■ EXERCISE AIM
Below are some entries. Repeat exactly the lines from the one with "and maps its" through the one with "pub fn info()", and only those.

[Items listed in a dataset]
● ● ● ●

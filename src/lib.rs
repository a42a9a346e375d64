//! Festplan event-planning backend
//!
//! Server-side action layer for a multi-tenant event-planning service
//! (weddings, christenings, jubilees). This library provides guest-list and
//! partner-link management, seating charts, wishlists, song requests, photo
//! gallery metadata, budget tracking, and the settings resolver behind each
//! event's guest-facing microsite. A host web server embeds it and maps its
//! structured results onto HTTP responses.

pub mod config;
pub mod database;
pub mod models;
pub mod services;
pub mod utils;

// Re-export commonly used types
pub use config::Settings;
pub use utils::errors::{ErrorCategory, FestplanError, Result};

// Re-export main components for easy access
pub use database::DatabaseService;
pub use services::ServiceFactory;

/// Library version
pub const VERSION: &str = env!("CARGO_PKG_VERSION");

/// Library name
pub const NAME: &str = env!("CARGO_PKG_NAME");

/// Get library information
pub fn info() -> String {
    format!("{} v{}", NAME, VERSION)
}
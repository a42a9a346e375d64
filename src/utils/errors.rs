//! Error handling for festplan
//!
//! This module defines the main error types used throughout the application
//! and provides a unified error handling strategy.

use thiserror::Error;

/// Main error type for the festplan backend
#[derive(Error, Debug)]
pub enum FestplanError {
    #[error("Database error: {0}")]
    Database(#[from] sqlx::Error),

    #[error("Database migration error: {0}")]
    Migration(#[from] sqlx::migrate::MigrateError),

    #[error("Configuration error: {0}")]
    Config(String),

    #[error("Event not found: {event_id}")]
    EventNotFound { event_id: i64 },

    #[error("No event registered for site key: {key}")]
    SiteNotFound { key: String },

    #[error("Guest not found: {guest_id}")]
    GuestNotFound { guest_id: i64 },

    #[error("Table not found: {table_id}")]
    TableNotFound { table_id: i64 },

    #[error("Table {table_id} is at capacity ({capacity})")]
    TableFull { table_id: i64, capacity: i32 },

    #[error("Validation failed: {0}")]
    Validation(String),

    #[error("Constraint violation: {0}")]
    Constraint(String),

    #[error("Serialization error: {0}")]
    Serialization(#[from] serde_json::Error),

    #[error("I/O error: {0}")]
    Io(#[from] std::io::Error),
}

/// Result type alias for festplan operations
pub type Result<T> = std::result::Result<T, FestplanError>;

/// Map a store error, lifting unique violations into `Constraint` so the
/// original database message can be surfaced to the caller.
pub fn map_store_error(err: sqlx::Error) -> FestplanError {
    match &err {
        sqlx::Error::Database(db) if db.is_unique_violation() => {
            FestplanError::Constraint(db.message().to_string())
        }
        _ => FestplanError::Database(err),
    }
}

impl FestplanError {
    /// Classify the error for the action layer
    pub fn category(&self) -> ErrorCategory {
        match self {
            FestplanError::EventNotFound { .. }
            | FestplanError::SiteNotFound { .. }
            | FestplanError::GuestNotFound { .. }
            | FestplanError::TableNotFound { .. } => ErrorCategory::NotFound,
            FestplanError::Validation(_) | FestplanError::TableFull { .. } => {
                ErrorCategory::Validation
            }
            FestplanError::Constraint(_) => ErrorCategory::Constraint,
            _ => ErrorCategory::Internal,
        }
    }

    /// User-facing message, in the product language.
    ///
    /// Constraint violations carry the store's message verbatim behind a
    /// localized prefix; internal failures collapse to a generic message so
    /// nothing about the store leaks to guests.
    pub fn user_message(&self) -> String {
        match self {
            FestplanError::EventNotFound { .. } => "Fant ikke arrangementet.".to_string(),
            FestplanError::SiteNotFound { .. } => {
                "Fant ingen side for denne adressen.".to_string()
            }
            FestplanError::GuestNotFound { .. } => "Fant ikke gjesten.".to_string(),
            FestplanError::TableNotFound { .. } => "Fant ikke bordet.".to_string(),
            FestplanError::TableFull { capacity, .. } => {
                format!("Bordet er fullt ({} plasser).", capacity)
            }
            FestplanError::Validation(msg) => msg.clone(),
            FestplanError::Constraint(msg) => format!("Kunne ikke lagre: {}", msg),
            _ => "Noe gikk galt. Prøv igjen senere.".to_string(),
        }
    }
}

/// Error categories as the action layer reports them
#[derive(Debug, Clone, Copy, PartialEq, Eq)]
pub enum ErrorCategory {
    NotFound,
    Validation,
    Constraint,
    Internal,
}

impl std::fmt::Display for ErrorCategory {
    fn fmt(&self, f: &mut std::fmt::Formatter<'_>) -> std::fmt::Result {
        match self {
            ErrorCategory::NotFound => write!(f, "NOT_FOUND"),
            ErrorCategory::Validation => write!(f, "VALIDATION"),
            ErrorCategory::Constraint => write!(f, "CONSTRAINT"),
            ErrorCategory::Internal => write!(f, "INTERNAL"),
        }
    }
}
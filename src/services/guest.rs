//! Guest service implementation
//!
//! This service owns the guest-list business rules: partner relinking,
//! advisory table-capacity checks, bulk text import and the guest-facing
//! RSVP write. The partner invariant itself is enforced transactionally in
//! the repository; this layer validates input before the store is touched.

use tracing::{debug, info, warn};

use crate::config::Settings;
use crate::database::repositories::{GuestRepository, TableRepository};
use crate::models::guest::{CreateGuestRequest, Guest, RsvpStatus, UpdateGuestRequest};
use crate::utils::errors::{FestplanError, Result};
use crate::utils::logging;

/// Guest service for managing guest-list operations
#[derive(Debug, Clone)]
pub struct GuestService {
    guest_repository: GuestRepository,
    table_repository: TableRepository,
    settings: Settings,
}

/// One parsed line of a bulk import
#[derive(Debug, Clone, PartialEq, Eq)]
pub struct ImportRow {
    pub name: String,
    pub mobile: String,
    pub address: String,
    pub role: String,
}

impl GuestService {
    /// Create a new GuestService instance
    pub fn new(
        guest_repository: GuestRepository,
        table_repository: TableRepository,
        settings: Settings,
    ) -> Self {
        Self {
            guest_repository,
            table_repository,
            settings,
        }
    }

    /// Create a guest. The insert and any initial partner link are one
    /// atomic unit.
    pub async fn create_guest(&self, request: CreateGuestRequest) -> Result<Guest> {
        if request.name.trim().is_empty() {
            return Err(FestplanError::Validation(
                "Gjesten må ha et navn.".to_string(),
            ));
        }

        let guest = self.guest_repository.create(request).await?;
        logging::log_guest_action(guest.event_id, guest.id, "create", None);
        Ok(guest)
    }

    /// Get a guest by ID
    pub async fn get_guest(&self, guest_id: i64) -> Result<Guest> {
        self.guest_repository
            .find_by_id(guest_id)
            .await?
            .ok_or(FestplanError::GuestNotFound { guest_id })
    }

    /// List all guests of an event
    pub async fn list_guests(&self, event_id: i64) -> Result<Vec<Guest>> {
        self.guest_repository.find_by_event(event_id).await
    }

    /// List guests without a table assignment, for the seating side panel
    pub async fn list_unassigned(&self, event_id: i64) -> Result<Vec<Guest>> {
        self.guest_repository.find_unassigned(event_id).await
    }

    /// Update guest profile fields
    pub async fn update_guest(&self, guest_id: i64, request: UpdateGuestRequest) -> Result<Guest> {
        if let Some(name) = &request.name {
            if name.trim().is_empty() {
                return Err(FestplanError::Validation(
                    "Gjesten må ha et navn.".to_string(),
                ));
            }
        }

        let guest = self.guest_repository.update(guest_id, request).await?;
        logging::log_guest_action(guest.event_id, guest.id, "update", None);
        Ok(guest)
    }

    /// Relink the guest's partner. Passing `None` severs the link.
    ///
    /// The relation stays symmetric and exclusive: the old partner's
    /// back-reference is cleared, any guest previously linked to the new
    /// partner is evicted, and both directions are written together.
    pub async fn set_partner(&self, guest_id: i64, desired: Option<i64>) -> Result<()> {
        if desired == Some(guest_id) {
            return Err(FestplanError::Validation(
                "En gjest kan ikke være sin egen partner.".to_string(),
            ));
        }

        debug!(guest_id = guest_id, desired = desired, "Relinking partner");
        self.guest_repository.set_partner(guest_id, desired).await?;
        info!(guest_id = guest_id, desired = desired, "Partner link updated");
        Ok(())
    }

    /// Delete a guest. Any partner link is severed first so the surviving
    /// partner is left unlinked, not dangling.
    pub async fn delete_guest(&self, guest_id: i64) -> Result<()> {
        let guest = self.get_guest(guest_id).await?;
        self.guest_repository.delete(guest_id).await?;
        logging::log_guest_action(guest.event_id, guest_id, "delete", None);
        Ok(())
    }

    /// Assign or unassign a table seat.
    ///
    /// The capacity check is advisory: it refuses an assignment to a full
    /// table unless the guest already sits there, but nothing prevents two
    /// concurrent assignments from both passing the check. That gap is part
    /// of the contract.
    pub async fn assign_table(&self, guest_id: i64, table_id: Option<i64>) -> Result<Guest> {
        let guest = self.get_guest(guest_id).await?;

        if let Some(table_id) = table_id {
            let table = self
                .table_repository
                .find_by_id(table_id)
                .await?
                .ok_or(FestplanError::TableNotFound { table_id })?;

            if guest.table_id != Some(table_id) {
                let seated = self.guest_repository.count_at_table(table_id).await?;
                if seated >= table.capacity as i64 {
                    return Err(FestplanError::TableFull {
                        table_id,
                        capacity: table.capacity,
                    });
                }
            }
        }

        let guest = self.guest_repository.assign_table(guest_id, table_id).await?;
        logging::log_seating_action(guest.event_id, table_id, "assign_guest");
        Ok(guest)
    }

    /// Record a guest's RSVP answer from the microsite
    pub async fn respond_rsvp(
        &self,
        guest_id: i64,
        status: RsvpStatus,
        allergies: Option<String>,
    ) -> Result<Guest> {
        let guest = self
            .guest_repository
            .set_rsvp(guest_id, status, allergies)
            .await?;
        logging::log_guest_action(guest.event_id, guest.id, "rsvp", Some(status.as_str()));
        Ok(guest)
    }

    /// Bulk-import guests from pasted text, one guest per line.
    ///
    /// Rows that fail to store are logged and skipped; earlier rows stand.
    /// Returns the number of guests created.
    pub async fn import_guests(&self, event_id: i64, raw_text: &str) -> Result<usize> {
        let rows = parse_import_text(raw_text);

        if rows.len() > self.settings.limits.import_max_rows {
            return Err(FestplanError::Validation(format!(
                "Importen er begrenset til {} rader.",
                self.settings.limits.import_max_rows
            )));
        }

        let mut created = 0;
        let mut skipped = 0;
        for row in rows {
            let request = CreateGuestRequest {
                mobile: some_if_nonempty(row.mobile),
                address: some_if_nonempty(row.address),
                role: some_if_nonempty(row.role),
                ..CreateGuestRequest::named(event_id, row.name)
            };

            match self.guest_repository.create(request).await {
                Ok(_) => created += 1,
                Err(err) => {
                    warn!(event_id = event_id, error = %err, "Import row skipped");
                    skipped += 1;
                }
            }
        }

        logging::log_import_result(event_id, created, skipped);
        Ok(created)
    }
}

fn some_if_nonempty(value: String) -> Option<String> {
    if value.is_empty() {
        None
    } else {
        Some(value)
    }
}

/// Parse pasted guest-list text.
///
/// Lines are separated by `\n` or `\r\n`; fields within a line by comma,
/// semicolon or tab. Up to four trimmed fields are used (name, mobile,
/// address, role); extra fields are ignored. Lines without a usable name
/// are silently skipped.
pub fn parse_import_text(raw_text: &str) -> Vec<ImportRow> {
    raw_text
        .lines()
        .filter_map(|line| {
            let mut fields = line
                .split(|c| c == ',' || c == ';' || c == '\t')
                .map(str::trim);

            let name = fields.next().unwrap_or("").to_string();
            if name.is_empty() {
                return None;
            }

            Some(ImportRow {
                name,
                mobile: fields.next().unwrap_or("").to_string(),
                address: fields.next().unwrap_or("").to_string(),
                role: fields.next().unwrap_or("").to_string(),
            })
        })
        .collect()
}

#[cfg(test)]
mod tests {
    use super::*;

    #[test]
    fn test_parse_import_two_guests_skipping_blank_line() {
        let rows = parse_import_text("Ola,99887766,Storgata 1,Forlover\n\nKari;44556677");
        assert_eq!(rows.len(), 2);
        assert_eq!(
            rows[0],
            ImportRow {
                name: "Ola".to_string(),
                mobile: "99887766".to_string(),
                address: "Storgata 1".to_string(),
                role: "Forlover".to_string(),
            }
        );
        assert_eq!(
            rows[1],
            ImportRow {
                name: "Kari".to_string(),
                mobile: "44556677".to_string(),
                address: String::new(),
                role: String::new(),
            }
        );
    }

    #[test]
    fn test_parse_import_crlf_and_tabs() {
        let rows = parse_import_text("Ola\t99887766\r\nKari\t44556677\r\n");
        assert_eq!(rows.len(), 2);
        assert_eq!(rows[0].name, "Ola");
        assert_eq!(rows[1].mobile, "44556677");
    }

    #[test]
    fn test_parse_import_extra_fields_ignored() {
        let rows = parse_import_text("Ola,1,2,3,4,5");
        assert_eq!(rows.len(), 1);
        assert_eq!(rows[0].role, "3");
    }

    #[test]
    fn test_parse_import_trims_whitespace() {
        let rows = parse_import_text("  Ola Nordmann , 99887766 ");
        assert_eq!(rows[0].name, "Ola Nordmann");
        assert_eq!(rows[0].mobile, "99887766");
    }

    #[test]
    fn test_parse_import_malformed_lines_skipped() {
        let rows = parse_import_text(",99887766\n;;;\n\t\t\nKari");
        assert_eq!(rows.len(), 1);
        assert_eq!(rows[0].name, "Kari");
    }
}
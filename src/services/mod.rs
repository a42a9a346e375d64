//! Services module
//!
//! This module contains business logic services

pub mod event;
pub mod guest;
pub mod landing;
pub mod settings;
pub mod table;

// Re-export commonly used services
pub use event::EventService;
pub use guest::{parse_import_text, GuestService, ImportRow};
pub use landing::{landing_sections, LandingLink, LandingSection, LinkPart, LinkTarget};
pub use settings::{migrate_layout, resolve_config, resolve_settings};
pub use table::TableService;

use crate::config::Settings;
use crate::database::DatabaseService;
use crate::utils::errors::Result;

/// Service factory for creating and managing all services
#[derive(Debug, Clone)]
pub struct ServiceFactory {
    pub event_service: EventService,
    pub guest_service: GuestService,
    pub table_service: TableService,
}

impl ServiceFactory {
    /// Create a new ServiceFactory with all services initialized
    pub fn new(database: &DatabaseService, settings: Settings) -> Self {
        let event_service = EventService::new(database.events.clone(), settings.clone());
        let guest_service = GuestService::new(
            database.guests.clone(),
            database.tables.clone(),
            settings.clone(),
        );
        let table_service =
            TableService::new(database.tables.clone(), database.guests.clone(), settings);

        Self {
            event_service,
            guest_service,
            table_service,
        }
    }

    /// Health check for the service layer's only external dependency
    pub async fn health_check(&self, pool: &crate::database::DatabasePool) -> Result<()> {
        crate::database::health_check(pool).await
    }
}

● ● ● ●

■ ANSWER AREA
//! event's guest-facing microsite. A host web server embeds it and maps its
//! structured results onto HTTP responses.

pub mod config;
pub mod database;
pub mod models;
pub mod services;
pub mod utils;

// Re-export commonly used types
pub use config::Settings;
pub use utils::errors::{ErrorCategory, FestplanError, Result};

// Re-export main components for easy access
pub use database::DatabaseService;
pub use services::ServiceFactory;

/// Library version
pub const VERSION: &str = env!("CARGO_PKG_VERSION");

/// Library name
pub const NAME: &str = env!("CARGO_PKG_NAME");

/// Get library information
pub fn info() -> String {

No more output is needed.